We’ve been told that President Obama is a graduate of Columbia University and Harvard Law School, where he was the president of the Harvard Law Review. Anybody who gets into Columbia and Harvard has to have some smarts. Then please tell me why he often sounds so stupid.
At a stop in Atkinson, Illinois, the President spoke about the need for education at an agricultural company named Wyffels Hybrids, Inc. He said that America is no longer a place where you can just “work hard” and thereby find a good job. Actually, just working hard has never been the ticket to finding a good job. That aside, he went on to say some stupid things. He may have a degree in law, but it looks like he didn’t take a single course in history or economics:
One of the challenges in terms of rebuilding our economy is – businesses have gotten so efficient, that, uh, when was the last time somebody went to a bank teller? Instead of using an ATM. Or, used a travel agent instead of going online.
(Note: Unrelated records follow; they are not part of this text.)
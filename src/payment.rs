//! Payment instructions for bank-transfer and QR payments.
//!
//! The payload is an opaque text block the frontend renders (or encodes as a
//! QR image) so the customer can wire the exact amount with the order number
//! as the transfer reference. Generation failures never abort checkout; the
//! order is simply created without a payload.

use serde::Deserialize;

use crate::domain::Money;
use crate::error::Error;

/// Static receiving-account details, from configuration.
#[derive(Clone, Debug, Deserialize)]
pub struct BankConfig {
    pub bank_name: String,
    pub account_number: String,
    pub account_name: String,
}

/// Build the transfer-instruction payload for one order.
pub fn instruction(
    bank: Option<&BankConfig>,
    amount: &Money,
    order_number: &str,
) -> Result<String, Error> {
    let bank = bank.ok_or_else(|| {
        Error::PaymentInstruction("bank transfer details are not configured".into())
    })?;
    Ok(format!(
        "Bank: {}\nAccount: {}\nName: {}\nAmount: {}\nContent: {}",
        bank.bank_name, bank.account_number, bank.account_name, amount, order_number
    ))
}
A lot of jobs out that that used to require people now have become automated.
In June of 2011, the President followed a similar script when he was interviewed by NBC News:
“There are some structural issues with our economy where a lot of businesses have learned to become much more efficient with a lot fewer workers. You see it when you go to a bank and you use an ATM, you don’t go to a bank teller, or you go to the airport and you’re using a kiosk instead of checking in at the gate. So all these things have created changes. . . .”
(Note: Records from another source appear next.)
//! Order engine: checkout, customer queries and administrator mutations.

use std::sync::Arc;

use rust_decimal::Decimal;
use serde::Serialize;
use uuid::Uuid;

use crate::domain::{
    generate_order_number, MealIndex, Order, OrderStatus, PaymentMethod, PaymentStatus,
    ShippingInfo,
};
use crate::error::{Error, Result};
use crate::payment::{self, BankConfig};
use crate::service::{Caller, EventPublisher, UserLocks};
use crate::store::{Store, StoreError};

/// Bound on order-number regeneration when inserts collide. Collisions need
/// a same-millisecond, same-random-suffix clash, so one retry is already
/// rare; five is unreachable in practice.
const ORDER_INSERT_ATTEMPTS: u32 = 5;

#[derive(Debug, Serialize)]
pub struct DashboardStats {
    pub total_orders: i64,
    pub total_meals: i64,
    pub total_revenue: Decimal,
    pub recent_orders: Vec<Order>,
}

#[derive(Clone)]
pub struct OrderService {
    store: Arc<dyn Store>,
    locks: Arc<UserLocks>,
    events: EventPublisher,
    bank: Option<BankConfig>,
}

impl OrderService {
    pub fn new(
        store: Arc<dyn Store>,
        locks: Arc<UserLocks>,
        events: EventPublisher,
        bank: Option<BankConfig>,
    ) -> Self {
        Self { store, locks, events, bank }
    }

    /// Convert the caller's cart into an order and reset the cart.
    ///
    /// The order insert commits before the cart is cleared; if the clear
    /// then fails the order stands and the leftover cart is logged as a
    /// recoverable inconsistency. Checkout holds the user's lock, so a
    /// second racing checkout sees the emptied cart and gets `EmptyCart`.
    pub async fn checkout(
        &self,
        user_id: Uuid,
        shipping: ShippingInfo,
        payment_method: PaymentMethod,
    ) -> Result<Order> {
        let _guard = self.locks.acquire(user_id).await;
        let mut cart = self.store.find_cart(user_id).await?.ok_or(Error::EmptyCart)?;
        if cart.is_empty() {
            return Err(Error::EmptyCart);
        }
        let meals: MealIndex = self
            .store
            .meals_by_ids(&cart.meal_ids())
            .await?
            .into_iter()
            .map(|m| (m.id, m))
            .collect();

        let mut inserted = None;
        for attempt in 1..=ORDER_INSERT_ATTEMPTS {
            let mut order = Order::from_cart(
                generate_order_number(),
                &cart,
                &meals,
                shipping.clone(),
                payment_method,
            )?;
            if payment_method.needs_payment_instruction() {
                match self.payment_payload(&order) {
                    Ok(payload) => order.attach_payment_instruction(payload),
                    Err(err) => tracing::warn!(
                        order_number = order.order_number(),
                        %err,
                        "order created without payment instructions"
                    ),
                }
            }
            match self.store.insert_order(&order).await {
                Ok(()) => {
                    inserted = Some(order);
                    break;
                }
                Err(StoreError::DuplicateOrderNumber) => {
                    tracing::warn!(attempt, "order number collision, regenerating");
                }
                Err(err) => return Err(err.into()),
            }
        }
        let mut order = inserted.ok_or(Error::Storage(StoreError::DuplicateOrderNumber))?;

        cart.clear();
        if let Err(err) = self.store.upsert_cart(&cart).await {
            tracing::error!(
                order_number = order.order_number(),
                %err,
                "order placed but cart was not cleared"
            );
        }
        self.events.publish(order.take_events()).await;
        Ok(order)
    }

    pub async fn orders_for(&self, user_id: Uuid) -> Result<Vec<Order>> {
        Ok(self.store.orders_for_user(user_id).await?)
    }

    /// Fetch one order; customers only see their own, administrators see all.
    pub async fn get_for(&self, caller: Caller, id: Uuid) -> Result<Order> {
        let order = self.store.find_order(id).await?.ok_or(Error::OrderNotFound { id })?;
        if !caller.admin && order.user_id() != caller.user_id {
            return Err(Error::Forbidden { id });
        }
        Ok(order)
    }

    pub async fn list(&self, status: Option<OrderStatus>) -> Result<Vec<Order>> {
        Ok(self.store.list_orders(status).await?)
    }

    pub async fn set_status(&self, id: Uuid, status: OrderStatus) -> Result<Order> {
        let mut order = self.store.find_order(id).await?.ok_or(Error::OrderNotFound { id })?;
        order.set_status(status);
        self.store.update_order(&order).await?;
        self.events.publish(order.take_events()).await;
        Ok(order)
    }

    pub async fn set_payment_status(&self, id: Uuid, status: PaymentStatus) -> Result<Order> {
        let mut order = self.store.find_order(id).await?.ok_or(Error::OrderNotFound { id })?;
        order.set_payment_status(status);
        self.store.update_order(&order).await?;
        self.events.publish(order.take_events()).await;
        Ok(order)
    }

    pub async fn stats(&self) -> Result<DashboardStats> {
        Ok(DashboardStats {
            total_orders: self.store.count_orders().await?,
            total_meals: self.store.count_meals().await?,
            total_revenue: self.store.paid_revenue().await?,
            recent_orders: self.store.recent_orders(10).await?,
        })
    }

    /// Best-effort: one retry, then checkout proceeds without a payload.
    fn payment_payload(&self, order: &Order) -> Result<String> {
        payment::instruction(self.bank.as_ref(), order.total_price(), order.order_number())
            .or_else(|err| {
                tracing::debug!(%err, "retrying payment instruction generation");
                payment::instruction(self.bank.as_ref(), order.total_price(), order.order_number())
            })
    }
}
Yes, there have been changes similar to when the automobile was invented and put buggy manufacturing and related industries out of business. But the automobile industry created many more jobs than the buggy business ever could have created. In addition, the automobile cut down on horse pollution and the diseases that came with it.
The natural gas industry opposed the electric light because it would cut into their near monopoly of the in-house lighting business. Again, electricity and the lighting business are multi-billion dollar business today employing tens of thousands of people. Then there’s the added safety benefit that comes with electricity.
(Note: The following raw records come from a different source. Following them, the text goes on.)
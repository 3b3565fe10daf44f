//! Environment-driven configuration, read once at startup.

use std::env;

use tracing::{info, warn};

use crate::payment::BankConfig;

#[derive(Clone, Debug, PartialEq, Eq)]
pub enum StoreBackend {
    Postgres,
    Memory,
}

#[derive(Clone, Debug)]
pub struct AppConfig {
    pub port: u16,
    pub store_backend: StoreBackend,
    pub database_url: Option<String>,
    pub nats_url: Option<String>,
    pub currency: String,
    pub bank: Option<BankConfig>,
}

impl AppConfig {
    pub fn load() -> Self {
        let store_backend = match env::var("STORE_BACKEND").as_deref() {
            Ok("memory") => StoreBackend::Memory,
            Ok("postgres") | Err(_) => StoreBackend::Postgres,
            Ok(other) => {
                warn!("unknown STORE_BACKEND {other:?}, falling back to postgres");
                StoreBackend::Postgres
            }
        };
        let bank = match (var("BANK_NAME"), var("BANK_ACCOUNT"), var("BANK_ACCOUNT_NAME")) {
            (Some(bank_name), Some(account_number), Some(account_name)) => Some(BankConfig {
                bank_name,
                account_number,
                account_name,
            }),
            _ => {
                info!("bank details not configured, orders will carry no payment instructions");
                None
            }
        };
        Self {
            port: env::var("PORT").ok().and_then(|p| p.parse().ok()).unwrap_or(8083),
            store_backend,
            database_url: var("DATABASE_URL"),
            nats_url: var("NATS_URL"),
            currency: var("CURRENCY").unwrap_or_else(|| "VND".to_string()),
            bank,
        }
    }
}

fn var(key: &str) -> Option<String> {
    env::var(key).ok().filter(|v| !v.is_empty())
}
The movie industry worked hard to stop the production of video tape recorders. They argued that it would hurt their theater business. It didn’t.
Obama mentioned travel agencies. Yes, many of them went out of business, but new businesses were created out of their ashes. There are a plethora of travel options all over the internet that compete on price. Consumers are the beneficiaries. More jobs were created.
When I got into the publishing business, the first book I wrote was done on a typewriter. The typed pages had to be retyped for an electronic typography machine which had replaced lead type, which had replaced wooden block type, which had replaced painstakingly copied and expensive written books that only the wealthy could afford.
This all changed with the computer and desk top publishing. Many, maybe even most, typography shops went out of business, but publishing became less expensive. The process of getting a book from conception to the press was laborious and expensive the old way. Now a book can be typeset in hours and sent electronically to the printer in seconds. Beyond the printed book, books can be downloaded and read as PDFs or any number of eReader formats. Think of the jobs that have been created by the Nook and Kindle.
My wife and just got back from Nashville. One of the places we went was The Mall at Green Hills. The busiest store was the Apple store. It was packed. There wasn’t a store selling type writers, record players, or vinyl records. All these industries have nearly been put out of business. Environmentalists should be happy. Selling digits is less environmentally damaging than producing vinyl records and CDs. By the way, we didn’t pass a single typesetting shop or business selling typewriters on our way to the mall.
Here’s a comment by an Obama automaton that I found on a website where he responded to an article about the President’s comments on job losses and technology:
Technology is TAKING our jobs. What jobs exactly has technology created? I’m not talking about the rare computer geek, I’m talking about for regular folks who worked as cashiers, for teenagers, for guys who drove forklifts? There needs to be a special place in hell for Republicans who are so hell bent on defending the rich you have forgotten about everyday people.
The same could have been said about Gutenberg’s helpers or those who worked for the local buggy whip manufacturer. The neo-Luddite asks, “What jobs exactly has technology created?” It would take me all day to list them. The fact that he’s using a computer is one of them.